When Johnny asked him for help, Purdy was at first ready to mount up, but he decided to reneg because of his new "political alliances." (Greg Stillson?) That was disappointing; I expected better from Purdy. At least he sent Dana to help Johnny. Dana, who is usually abrasive and prickly, was uncharacteristically pretty darned nice throughout. She even gave Bruce her car.

Bits and pieces:

— Anthony Michael Hall was particularly good in the scene where he was touching the evidence and channeling the killer. But then again, he's always good.

— Mommy killer and Johnny both chanted the name, Baphomet.

— The sign said, "Hobbs Landing - Pop. 2735 - "The Town That Time Forgot." Hobbs Landing is supposedly along the coast of Massachusetts, which brings Salem to mind. Would a town as small as Hobbs Landing even have its own courthouse?

— Johnny and Bruce don't like the same music, and Johnny isn't interested in plunging into what's currently hot. "You're so far behind now, it's like you're going in reverse."

— Johnny was so concerned for Bruce's safety that he was actually nasty to Bruce in order to get him out of town. Didn't work, but it was sweet of Johnny, just the same.

— Sarah, Walt, and little Johnny were conveniently out camping and couldn't help Johnny; they weren't in this episode at all.

— "Witchcraft? That's a word spin doctors dream about."

This was my least favorite episode of the first season. The other courtroom drama, "Unreasonable Doubt," was wildly better.

One out of four stars,

Billie Doux loves good television and spends way too much time writing about it.


  1. I didn't connect with this episode at all. The story was absurd and the law was bad.

    Each season has to have the dud episode -- methinks this one qualifies.
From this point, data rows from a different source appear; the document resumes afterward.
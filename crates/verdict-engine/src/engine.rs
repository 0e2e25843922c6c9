//! Rule-list execution engine

use crate::compiled::{CompiledDecision, CompiledModel, CompiledRule};
use crate::condition::{ConditionParser, Operator};
use crate::evaluator;
use crate::model::ModelDocument;
use regex::Regex;
use std::collections::HashSet;
use verdict_core::{
    Compilation, Diagnostic, EvaluationContext, EvaluationOutcome, ExecutionEngine, Result, Value,
};

/// Execution engine for YAML rule-list models
///
/// Decisions are evaluated in document order. A decision can read the
/// outputs of the decisions defined before it by name.
#[derive(Debug, Default, Clone)]
pub struct RuleListEngine {
    parser: ConditionParser,
}

impl RuleListEngine {
    pub fn new() -> Self {
        Self::default()
    }

    fn compile_document(
        &self,
        document: ModelDocument,
        source_id: &str,
        messages: &mut Vec<Diagnostic>,
    ) -> Option<CompiledModel> {
        let mut seen = HashSet::new();
        let mut decisions = Vec::with_capacity(document.decisions.len());

        for definition in document.decisions {
            if definition.name.trim().is_empty() {
                messages.push(Diagnostic::error(format!(
                    "{}: decision with a blank name",
                    source_id
                )));
                continue;
            }
            if !seen.insert(definition.name.clone()) {
                messages.push(Diagnostic::error(format!(
                    "{}: duplicate decision '{}'",
                    source_id, definition.name
                )));
                continue;
            }

            let mut rules = Vec::with_capacity(definition.rules.len());
            for (index, rule) in definition.rules.into_iter().enumerate() {
                let label = format!("Decision '{}' rule {}", definition.name, index + 1);
                match self.parser.parse_when_clause(&rule.when) {
                    Ok(condition) => {
                        let mut valid = true;
                        for cond in condition.all_conditions() {
                            if cond.operator != Operator::Matches {
                                continue;
                            }
                            if let Value::String(pattern) = &cond.value {
                                if let Err(e) = Regex::new(pattern) {
                                    messages.push(Diagnostic::error(format!(
                                        "{}: invalid pattern '{}': {}",
                                        label, pattern, e
                                    )));
                                    valid = false;
                                }
                            }
                        }
                        if valid {
                            rules.push(CompiledRule {
                                condition,
                                output: rule.output,
                            });
                        }
                    }
                    Err(e) => messages.push(Diagnostic::error(format!("{}: {}", label, e))),
                }
            }

            decisions.push(CompiledDecision {
                name: definition.name,
                rules,
                default: definition.default.unwrap_or(Value::Null),
            });
        }

        if messages.iter().any(Diagnostic::is_error) {
            return None;
        }

        messages.push(Diagnostic::info(format!(
            "Compiled model '{}' with {} decision(s)",
            document.model,
            decisions.len()
        )));
        Some(CompiledModel {
            name: document.model,
            source_id: source_id.to_string(),
            decisions,
        })
    }
}

/// A document with nothing but whitespace and comments defines no models
fn is_blank_document(text: &str) -> bool {
    text.lines().all(|line| {
        let line = line.trim();
        line.is_empty() || line.starts_with('#') || line == "---"
    })
}

impl ExecutionEngine for RuleListEngine {
    type Model = CompiledModel;

    fn compile(&self, source: &[u8], source_id: &str) -> Result<Compilation<CompiledModel>> {
        let mut messages = Vec::new();

        let text = match std::str::from_utf8(source) {
            Ok(text) => text,
            Err(e) => {
                messages.push(Diagnostic::error(format!(
                    "{}: source is not valid UTF-8: {}",
                    source_id, e
                )));
                return Ok(Compilation::new(Vec::new(), messages));
            }
        };

        if is_blank_document(text) {
            tracing::debug!("Source {} defines no models", source_id);
            return Ok(Compilation::new(Vec::new(), messages));
        }

        let raw: serde_yaml::Value = match serde_yaml::from_str(text) {
            Ok(raw) => raw,
            Err(e) => {
                messages.push(Diagnostic::error(format!("{}: {}", source_id, e)));
                return Ok(Compilation::new(Vec::new(), messages));
            }
        };
        if raw.is_null() {
            return Ok(Compilation::new(Vec::new(), messages));
        }

        let document: ModelDocument = match serde_yaml::from_value(raw) {
            Ok(document) => document,
            Err(e) => {
                messages.push(Diagnostic::error(format!("{}: {}", source_id, e)));
                return Ok(Compilation::new(Vec::new(), messages));
            }
        };

        let models = self
            .compile_document(document, source_id, &mut messages)
            .into_iter()
            .collect();
        Ok(Compilation::new(models, messages))
    }

    fn evaluate_by_name(
        &self,
        model: &CompiledModel,
        context: &EvaluationContext,
        decision_name: &str,
    ) -> Result<EvaluationOutcome> {
        match model.position(decision_name) {
            Some(index) => Ok(evaluator::evaluate(model, context, index + 1, |i| i == index)),
            None => Ok(EvaluationOutcome::default().with_message(Diagnostic::warning(format!(
                "Model '{}' has no decision named '{}'",
                model.name, decision_name
            )))),
        }
    }

    fn evaluate_all(
        &self,
        model: &CompiledModel,
        context: &EvaluationContext,
    ) -> Result<EvaluationOutcome> {
        Ok(evaluator::evaluate(
            model,
            context,
            model.decisions.len(),
            |_| true,
        ))
    }
}
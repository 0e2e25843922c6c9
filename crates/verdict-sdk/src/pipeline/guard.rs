//! Engine call guard

use crate::error::{Result, SdkError};
use std::any::Any;
use std::panic::{self, AssertUnwindSafe};

/// Run one engine call, turning faults and panics into `UnexpectedFailure`
pub(crate) fn guarded<T>(
    operation: &str,
    call: impl FnOnce() -> verdict_core::Result<T>,
) -> Result<T> {
    match panic::catch_unwind(AssertUnwindSafe(call)) {
        Ok(Ok(value)) => Ok(value),
        Ok(Err(err)) => {
            tracing::warn!("Engine {} failed: {}", operation, err);
            Err(SdkError::UnexpectedFailure(err.to_string()))
        }
        Err(payload) => {
            let message = panic_message(payload.as_ref());
            tracing::warn!("Engine {} panicked: {}", operation, message);
            Err(SdkError::UnexpectedFailure(format!(
                "engine panicked during {}: {}",
                operation, message
            )))
        }
    }
}

fn panic_message(payload: &(dyn Any + Send)) -> String {
    if let Some(s) = payload.downcast_ref::<&str>() {
        (*s).to_string()
    } else if let Some(s) = payload.downcast_ref::<String>() {
        s.clone()
    } else {
        "unknown panic".to_string()
    }
}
  2. My main problem with the episode is the "nice" ending. I would have appreciated seeing the stupid mass pay for their crimes of hysteria. How about a law suit for medical bills? The deputy losing her job? Some semblance of justice besides the small hint of all being under arrest? The father being charged with accessory after the fact? Obstruction of justice? I'm supposed to be happy with just seeing the main characters survive? No, I don't think so.

  3. Billet, I disliked what I saw of Dead Zone. I won't say why, because it might hurt your feelings, and I like you.

    But thanks for the cast list. David Stiers is a favorite, and for more than M.A.S.H. Did some great work in films.